Silly question, no? Users of Microsoft Office 2003 documents protected by Active Directory Rights Management Service (AD RMS) or Rights Management Services (RMS) found out that it wasn’t themselves. Starting on December 11, 2009, customers could not open nor save documents protected with these systems. You see, the expiry date for the license information within the definition file used by Office 2003 was set to December 10, 2009. Microsoft delivered a hotfix on December 11, but until it is installed, users will see this message: “Unexpected error occurred. Please try again later or contact your system administrator.” The patch only works with Office 2003SP3, so if you have macros or applications which don’t work with SP3, you’re out of luck.

Owners of music purchased from WalMart lost access to it when protected songs from its online store could not longer be played after they shut down their  digital rights management (DRM) servers in February 2008. Both Microsoft and Yahoo were forced to alter their own plans to discontinue support for their own DRM servers, with Microsoft pledging to continue support through 2011, and Yahoo offering to refund the song purchases.

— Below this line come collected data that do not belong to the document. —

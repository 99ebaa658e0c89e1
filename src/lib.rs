//! Product photo dataset preparation and a two-headed
//! category / condition classifier built on Burn.
//!
//! ```text
//!   domain/  records, samples, the LabelSource seam
//!   data/    label tables, vocabularies, class weights,
//!            image transforms, Dataset + Batcher
//!   ml/      feature extractor and the multitask model
//!   infra/   JSON data config, pretrained weight files
//! ```

#![recursion_limit = "256"]

pub mod error;
pub mod domain;
pub mod data;
pub mod ml;
pub mod infra;

pub use error::{Error, Result};
pub use domain::record::{DataRecord, LabelField};
pub use domain::sample::{ImageTensor, Sample};
pub use data::dataset::{LoadedSample, ProductsDataset};
pub use data::batcher::{ProductBatch, ProductBatcher};
pub use data::transform::{CenterCrop, ImageData, Normalize, Resize, ToTensor, Transform, TransformPipeline};
pub use data::vocabulary::{LabelVocabulary, Vocabulary};
pub use data::weights::{ClassWeightTable, ClassWeights};
pub use ml::model::{MultitaskModel, MultitaskModelConfig, MultitaskOutput};
pub use infra::config::DataConfig;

So you have personal or business information which relies on DRM? What does your contract say about termination of the service and access to your information?

Chase customers who use Quicken or Microsoft Money bill pay also found out that who really owns their data. In the middle of November, Chase upgraded their IT systems and broke the ability for users to pay their bills from their desktops. Chase is aware that this problem has been occurring for well over two weeks, but instead of notifying users of this by phone or e-mail (or even snail mail), they have been waiting for customers to call in, navigate the phone tree, and wait on hold to talk to an agent. As of this writing there is no estimate for when the problem will be solved.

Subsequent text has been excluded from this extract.